Por exemplo, descentralizar a geração de energia e fornecer capacidade de geração de eletricidade local para regiões mais remotas, poderia oferecer maior disponibilidade e confiabilidade de eletricidade em toda a Amazônia. Novas tecnologias, como as turbinas de fluxo, que permitem a geração de energia em pequena escala, com o mínimo de impacto ecológico, podem ser importantes em um portfólio de energia descentralizado.

Outras medidas propostas, incluem mudanças nas práticas agrícolas em favor de mais colheitas tolerantes à seca, desencorajando o uso proposital de queimadas e diversificando sistemas agroflorestais, para tornar as fazendas mais resistentes aos extremos climáticos. “Estratégias para prevenir incêndios… e restaurar a biodiversidade de florestas degradadas” são necessárias, disse Zemp, citando sua utilidade em ajudar na manutenção de chuvas da Amazônia, ao mesmo tempo em que se preserva os serviços ecossistêmicos vitais.

O estudo estimou que o custo de 20 dessas medidas de adaptação “sem arrependimentos” seria de US$122 bilhões, uma fração das perdas econômicas se nenhuma ação for tomada.

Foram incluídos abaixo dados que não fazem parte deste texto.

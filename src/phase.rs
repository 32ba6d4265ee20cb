//! Phase helpers: analytic signal, unwrapping, smoothing.
//!
//! The Hilbert transform follows the usual FFT construction (as in
//! `scipy.signal.hilbert`): zero the negative frequencies, double the
//! positive ones, keep DC and Nyquist.
use std::f64::consts::PI;

use rustfft::{num_complex::Complex, FftPlanner};

/// Analytic signal of `x`.
pub fn hilbert(x: &[f64]) -> Vec<Complex<f64>> {
    let n = x.len();
    if n == 0 {
        return vec![];
    }

    let mut planner: FftPlanner<f64> = FftPlanner::new();
    let mut buf: Vec<Complex<f64>> = x.iter().map(|&v| Complex { re: v, im: 0.0 }).collect();
    planner.plan_fft_forward(n).process(&mut buf);

    // h = [1, 2, …, 2, (1 if n even), 0, …, 0]
    let half = n / 2;
    let pos_end = if n % 2 == 0 { half } else { half + 1 };
    for v in &mut buf[1..pos_end] {
        *v *= 2.0;
    }
    for v in &mut buf[half + 1..] {
        *v = Complex::default();
    }

    planner.plan_fft_inverse(n).process(&mut buf);
    let inv = 1.0 / n as f64;
    buf.iter_mut().for_each(|v| *v *= inv);
    buf
}

/// Instantaneous phase (radians, wrapped to `(-π, π]`) of `x`.
pub fn instantaneous_phase(x: &[f64]) -> Vec<f64> {
    hilbert(x).iter().map(|c| c.arg()).collect()
}

/// Remove `2π` jumps: whenever consecutive samples differ by more than `π`,
/// shift everything after by the multiple of `2π` that brings the step back
/// into `[-π, π]`.
///
/// Idempotent on an already unwrapped trajectory whose steps stay below `π`.
pub fn unwrap(phase: &[f64]) -> Vec<f64> {
    let mut out = Vec::with_capacity(phase.len());
    let mut correction = 0.0;
    let mut prev: Option<f64> = None;
    for &p in phase {
        if let Some(q) = prev {
            let d = p - q;
            if d.abs() > PI {
                correction -= 2.0 * PI * ((d + PI) / (2.0 * PI)).floor();
            }
        }
        prev = Some(p);
        out.push(p + correction);
    }
    out
}

/// Centred moving average with `span` points (odd), shrinking near the edges
/// so that the first and last samples are left untouched.
pub fn smooth(x: &[f64], span: usize) -> Vec<f64> {
    let n = x.len();
    let half = span.max(1) / 2;
    (0..n)
        .map(|i| {
            let h = half.min(i).min(n - 1 - i);
            let window = &x[i - h..=i + h];
            window.iter().sum::<f64>() / window.len() as f64
        })
        .collect()
}

/// Indices of local minima (see [`crate::spectral::find_peaks`]).
pub fn find_troughs(x: &[f64]) -> Vec<usize> {
    let neg: Vec<f64> = x.iter().map(|v| -v).collect();
    crate::spectral::find_peaks(&neg)
}

/// Evenly spaced values from `start` to `stop` inclusive.
pub fn linspace(start: f64, stop: f64, n: usize) -> Vec<f64> {
    match n {
        0 => vec![],
        1 => vec![start],
        _ => {
            let step = (stop - start) / (n - 1) as f64;
            (0..n).map(|i| start + step * i as f64).collect()
        }
    }
}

O “cálculo do estudo dos custos econômicos torna a AFD mais tangível para os políticos”, disse Zemp, e significa que as incertezas sobre os processos que estimulam a AFD, não são uma desculpa para a inatividade dos políticos.

Citação:

Lapola, D. M., Pinho, P., Quesada, C. A., Strassburg, B. B., Rammig, A., Kruijt, B., … & Vergara, W. (2018). Limiting the high impacts of Amazon forest dieback with no-regrets science and policy action. Proceedings of the National Academy of Sciences115(46), 11671-11679.

O sol se põe em um céu nublado sobre o rio Tambopata, no Peru. A floresta Amazônica gera 50% de chuvas por meio de evaporação e transpiração. Imagem de Joseph King em Visualhunt.com (CC BY-NC-ND).